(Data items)
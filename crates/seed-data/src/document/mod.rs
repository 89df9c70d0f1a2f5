//! Document database integration for the MongoDB seeding variant.
//!
//! [`assembly::build_documents`] assembles the full dataset in memory;
//! the [`DocumentSeeder`] purges the collections, inserts everything in
//! dependency order, and applies the denormalized back-references (role
//! profiles on users, available blood bags on facilities).

pub mod assembly;
mod seeder;

pub use assembly::{DocumentData, build_documents};
pub use seeder::{BloodGroupCount, DocumentSeedError, DocumentSeedSummary, DocumentSeeder};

**WORK ORDER:**
Reproduce, word for word, all of the entries above.

**ANSWER FOR THE TASK:**
filename crates/seed-data/src/document/mod.rs
repository 89df9c70d0f1a2f5
//! Document database integration for the MongoDB seeding variant.
//!
//! [`assembly::build_documents`] assembles the full dataset in memory;
//! the [`DocumentSeeder`] purges the collections, inserts everything in
//! dependency order, and applies the denormalized back-references (role
//! profiles on users, available blood bags on facilities).

pub mod assembly;
mod seeder;

pub use assembly::{DocumentData, build_documents};
pub use seeder::{BloodGroupCount, DocumentSeedError, DocumentSeedSummary, DocumentSeeder};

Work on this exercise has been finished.